TASK REQUIREMENTS: Each line holding the string "busy" is to be copied from the data.

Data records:
⟨
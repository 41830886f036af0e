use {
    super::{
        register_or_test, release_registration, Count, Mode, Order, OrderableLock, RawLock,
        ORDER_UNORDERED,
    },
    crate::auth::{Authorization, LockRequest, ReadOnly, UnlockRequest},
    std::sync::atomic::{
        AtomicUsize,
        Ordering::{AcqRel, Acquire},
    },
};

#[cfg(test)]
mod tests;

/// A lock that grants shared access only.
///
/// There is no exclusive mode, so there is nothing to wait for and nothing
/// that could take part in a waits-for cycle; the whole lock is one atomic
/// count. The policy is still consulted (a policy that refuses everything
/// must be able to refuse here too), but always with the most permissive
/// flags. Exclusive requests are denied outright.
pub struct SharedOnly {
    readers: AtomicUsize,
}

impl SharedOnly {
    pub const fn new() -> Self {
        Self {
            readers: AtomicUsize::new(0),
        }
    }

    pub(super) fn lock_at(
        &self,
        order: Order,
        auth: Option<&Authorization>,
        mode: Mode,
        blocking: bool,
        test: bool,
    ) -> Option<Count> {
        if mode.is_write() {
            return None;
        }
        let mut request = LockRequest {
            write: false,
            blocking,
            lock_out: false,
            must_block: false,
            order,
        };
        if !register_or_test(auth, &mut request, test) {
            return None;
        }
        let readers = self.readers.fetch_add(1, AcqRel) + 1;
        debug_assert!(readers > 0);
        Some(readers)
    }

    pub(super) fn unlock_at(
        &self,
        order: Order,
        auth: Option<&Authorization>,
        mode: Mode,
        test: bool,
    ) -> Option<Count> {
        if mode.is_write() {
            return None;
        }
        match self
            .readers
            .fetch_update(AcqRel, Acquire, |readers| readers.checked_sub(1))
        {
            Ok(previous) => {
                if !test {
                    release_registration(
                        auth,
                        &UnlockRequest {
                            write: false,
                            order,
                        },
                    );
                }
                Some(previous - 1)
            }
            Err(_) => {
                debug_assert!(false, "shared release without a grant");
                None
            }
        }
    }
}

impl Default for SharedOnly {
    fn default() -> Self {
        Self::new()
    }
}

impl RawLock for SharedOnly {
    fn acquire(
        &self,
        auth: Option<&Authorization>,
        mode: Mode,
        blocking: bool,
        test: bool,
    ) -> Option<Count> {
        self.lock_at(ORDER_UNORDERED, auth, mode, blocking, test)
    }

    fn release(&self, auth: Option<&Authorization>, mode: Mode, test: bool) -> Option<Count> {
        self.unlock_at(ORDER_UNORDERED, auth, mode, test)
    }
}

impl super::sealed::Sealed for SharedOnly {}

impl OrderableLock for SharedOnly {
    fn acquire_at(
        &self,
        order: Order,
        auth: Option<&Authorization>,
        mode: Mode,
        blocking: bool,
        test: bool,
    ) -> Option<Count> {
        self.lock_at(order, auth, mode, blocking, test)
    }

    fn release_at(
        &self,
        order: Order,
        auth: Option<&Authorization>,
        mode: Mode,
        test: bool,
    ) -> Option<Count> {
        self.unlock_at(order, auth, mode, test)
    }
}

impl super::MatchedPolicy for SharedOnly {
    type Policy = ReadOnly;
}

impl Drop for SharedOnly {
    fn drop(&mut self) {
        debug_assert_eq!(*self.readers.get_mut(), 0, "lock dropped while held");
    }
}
⟩
⟨
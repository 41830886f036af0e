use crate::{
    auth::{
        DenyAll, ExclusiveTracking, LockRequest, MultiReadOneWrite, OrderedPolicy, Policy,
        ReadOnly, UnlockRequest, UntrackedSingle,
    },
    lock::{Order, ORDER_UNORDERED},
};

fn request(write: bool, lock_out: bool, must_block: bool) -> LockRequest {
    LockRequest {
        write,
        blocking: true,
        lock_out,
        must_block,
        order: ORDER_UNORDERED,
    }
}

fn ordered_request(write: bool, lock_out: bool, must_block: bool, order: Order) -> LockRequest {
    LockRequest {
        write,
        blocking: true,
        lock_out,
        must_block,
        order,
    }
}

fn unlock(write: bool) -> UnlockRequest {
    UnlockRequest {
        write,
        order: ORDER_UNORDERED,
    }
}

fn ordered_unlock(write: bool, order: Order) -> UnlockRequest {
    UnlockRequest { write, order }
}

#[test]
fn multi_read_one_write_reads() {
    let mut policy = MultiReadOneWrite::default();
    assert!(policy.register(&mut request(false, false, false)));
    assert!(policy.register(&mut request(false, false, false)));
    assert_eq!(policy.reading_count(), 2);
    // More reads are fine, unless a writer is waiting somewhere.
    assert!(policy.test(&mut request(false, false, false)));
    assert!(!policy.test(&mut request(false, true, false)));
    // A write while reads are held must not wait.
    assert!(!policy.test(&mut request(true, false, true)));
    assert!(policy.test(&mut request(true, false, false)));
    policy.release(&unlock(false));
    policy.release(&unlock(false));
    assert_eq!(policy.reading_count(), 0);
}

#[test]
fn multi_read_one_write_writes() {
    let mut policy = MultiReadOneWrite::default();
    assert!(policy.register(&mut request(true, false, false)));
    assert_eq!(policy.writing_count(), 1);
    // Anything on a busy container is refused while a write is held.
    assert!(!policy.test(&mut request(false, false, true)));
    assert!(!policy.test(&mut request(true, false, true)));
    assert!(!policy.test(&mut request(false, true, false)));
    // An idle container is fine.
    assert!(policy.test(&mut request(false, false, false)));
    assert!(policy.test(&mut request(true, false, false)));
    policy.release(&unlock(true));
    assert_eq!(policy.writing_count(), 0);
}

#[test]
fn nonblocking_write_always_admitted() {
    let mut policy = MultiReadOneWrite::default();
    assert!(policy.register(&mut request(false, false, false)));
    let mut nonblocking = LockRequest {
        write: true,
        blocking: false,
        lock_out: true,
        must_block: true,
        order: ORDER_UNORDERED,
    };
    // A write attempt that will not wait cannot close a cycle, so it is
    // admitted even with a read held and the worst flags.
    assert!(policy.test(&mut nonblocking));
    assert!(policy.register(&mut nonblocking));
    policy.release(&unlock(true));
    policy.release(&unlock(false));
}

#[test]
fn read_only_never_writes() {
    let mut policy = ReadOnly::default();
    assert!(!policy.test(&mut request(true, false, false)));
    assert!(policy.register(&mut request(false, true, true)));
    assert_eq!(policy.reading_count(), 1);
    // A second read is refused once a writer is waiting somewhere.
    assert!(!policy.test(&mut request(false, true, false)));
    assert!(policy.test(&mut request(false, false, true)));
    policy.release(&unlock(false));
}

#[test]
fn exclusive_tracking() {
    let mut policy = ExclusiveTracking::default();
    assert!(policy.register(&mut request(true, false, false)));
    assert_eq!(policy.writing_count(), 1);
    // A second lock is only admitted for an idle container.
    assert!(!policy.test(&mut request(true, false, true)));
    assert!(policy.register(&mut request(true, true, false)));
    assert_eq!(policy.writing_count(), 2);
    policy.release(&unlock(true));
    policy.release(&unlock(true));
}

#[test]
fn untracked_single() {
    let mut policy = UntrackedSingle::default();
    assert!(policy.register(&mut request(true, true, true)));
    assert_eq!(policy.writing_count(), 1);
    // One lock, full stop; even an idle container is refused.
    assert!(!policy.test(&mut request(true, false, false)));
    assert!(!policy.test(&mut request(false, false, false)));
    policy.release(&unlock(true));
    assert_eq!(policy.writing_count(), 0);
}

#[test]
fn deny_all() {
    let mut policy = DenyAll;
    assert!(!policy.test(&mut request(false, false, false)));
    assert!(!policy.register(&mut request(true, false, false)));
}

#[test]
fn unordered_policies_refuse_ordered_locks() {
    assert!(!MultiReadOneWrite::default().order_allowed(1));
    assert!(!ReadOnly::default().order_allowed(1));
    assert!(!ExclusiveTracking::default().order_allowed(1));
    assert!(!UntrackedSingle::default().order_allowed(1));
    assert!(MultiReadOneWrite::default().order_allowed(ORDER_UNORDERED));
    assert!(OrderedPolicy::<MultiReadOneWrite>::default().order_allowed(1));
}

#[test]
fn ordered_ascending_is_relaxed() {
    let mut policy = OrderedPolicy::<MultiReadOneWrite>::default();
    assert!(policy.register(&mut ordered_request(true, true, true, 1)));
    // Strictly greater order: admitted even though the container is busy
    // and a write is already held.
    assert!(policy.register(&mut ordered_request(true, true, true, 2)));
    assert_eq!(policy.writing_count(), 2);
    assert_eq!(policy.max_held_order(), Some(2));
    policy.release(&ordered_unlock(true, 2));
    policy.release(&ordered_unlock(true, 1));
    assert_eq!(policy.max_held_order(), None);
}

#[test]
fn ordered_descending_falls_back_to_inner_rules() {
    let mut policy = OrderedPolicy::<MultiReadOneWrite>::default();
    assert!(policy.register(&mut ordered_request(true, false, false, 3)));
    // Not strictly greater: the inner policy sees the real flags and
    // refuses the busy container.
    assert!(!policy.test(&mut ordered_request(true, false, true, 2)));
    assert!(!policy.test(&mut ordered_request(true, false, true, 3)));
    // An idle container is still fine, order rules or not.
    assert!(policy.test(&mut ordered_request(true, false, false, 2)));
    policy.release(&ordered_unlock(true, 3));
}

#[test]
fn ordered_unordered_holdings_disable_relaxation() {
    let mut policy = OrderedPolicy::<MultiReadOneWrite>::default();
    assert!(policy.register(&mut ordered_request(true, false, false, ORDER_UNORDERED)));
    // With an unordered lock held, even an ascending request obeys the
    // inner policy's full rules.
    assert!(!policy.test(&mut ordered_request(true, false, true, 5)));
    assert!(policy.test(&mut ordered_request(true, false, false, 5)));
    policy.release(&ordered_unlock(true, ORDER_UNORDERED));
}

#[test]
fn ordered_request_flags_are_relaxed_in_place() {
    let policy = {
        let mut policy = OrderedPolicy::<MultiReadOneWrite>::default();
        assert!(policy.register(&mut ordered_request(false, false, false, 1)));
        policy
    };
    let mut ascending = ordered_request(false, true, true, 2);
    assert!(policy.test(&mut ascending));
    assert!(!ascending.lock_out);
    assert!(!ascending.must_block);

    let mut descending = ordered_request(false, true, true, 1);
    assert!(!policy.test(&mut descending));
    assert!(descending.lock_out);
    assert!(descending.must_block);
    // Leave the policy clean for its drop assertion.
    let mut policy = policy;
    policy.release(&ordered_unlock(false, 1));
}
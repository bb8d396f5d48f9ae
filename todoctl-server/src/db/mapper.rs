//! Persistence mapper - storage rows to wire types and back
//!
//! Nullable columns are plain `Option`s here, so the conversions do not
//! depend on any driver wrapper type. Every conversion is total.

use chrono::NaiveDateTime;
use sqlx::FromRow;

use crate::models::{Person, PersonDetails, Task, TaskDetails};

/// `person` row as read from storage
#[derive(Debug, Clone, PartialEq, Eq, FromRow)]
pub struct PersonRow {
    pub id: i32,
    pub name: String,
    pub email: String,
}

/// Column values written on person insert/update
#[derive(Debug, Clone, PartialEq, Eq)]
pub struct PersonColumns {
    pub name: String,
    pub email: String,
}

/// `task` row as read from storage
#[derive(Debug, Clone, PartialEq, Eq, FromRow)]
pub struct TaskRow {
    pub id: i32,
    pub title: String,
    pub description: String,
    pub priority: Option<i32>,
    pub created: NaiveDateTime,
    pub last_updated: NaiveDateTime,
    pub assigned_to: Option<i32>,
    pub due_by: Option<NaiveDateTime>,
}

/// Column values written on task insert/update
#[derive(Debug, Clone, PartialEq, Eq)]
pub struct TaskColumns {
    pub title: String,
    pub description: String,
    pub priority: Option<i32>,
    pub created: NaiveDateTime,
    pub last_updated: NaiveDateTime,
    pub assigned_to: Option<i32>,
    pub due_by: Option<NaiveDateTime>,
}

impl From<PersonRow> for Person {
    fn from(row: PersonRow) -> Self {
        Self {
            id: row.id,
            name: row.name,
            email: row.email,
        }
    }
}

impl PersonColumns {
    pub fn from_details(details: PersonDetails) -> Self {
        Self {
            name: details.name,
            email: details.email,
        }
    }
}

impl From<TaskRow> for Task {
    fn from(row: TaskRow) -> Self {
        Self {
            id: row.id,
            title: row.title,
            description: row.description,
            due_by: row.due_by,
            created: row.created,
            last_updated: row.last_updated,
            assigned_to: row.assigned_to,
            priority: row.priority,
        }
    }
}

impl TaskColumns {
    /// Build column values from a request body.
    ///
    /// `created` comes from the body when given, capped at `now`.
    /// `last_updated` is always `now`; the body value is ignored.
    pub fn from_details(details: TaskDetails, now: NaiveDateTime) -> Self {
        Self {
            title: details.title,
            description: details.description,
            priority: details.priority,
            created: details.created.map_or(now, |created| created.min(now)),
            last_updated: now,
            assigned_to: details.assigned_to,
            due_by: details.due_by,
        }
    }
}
⟩
ANSWER TO THE EXERCISE:
    // Anything on a busy container is refused while a write is held.
    // Strictly greater order: admitted even though the container is busy
    // refuses the busy container.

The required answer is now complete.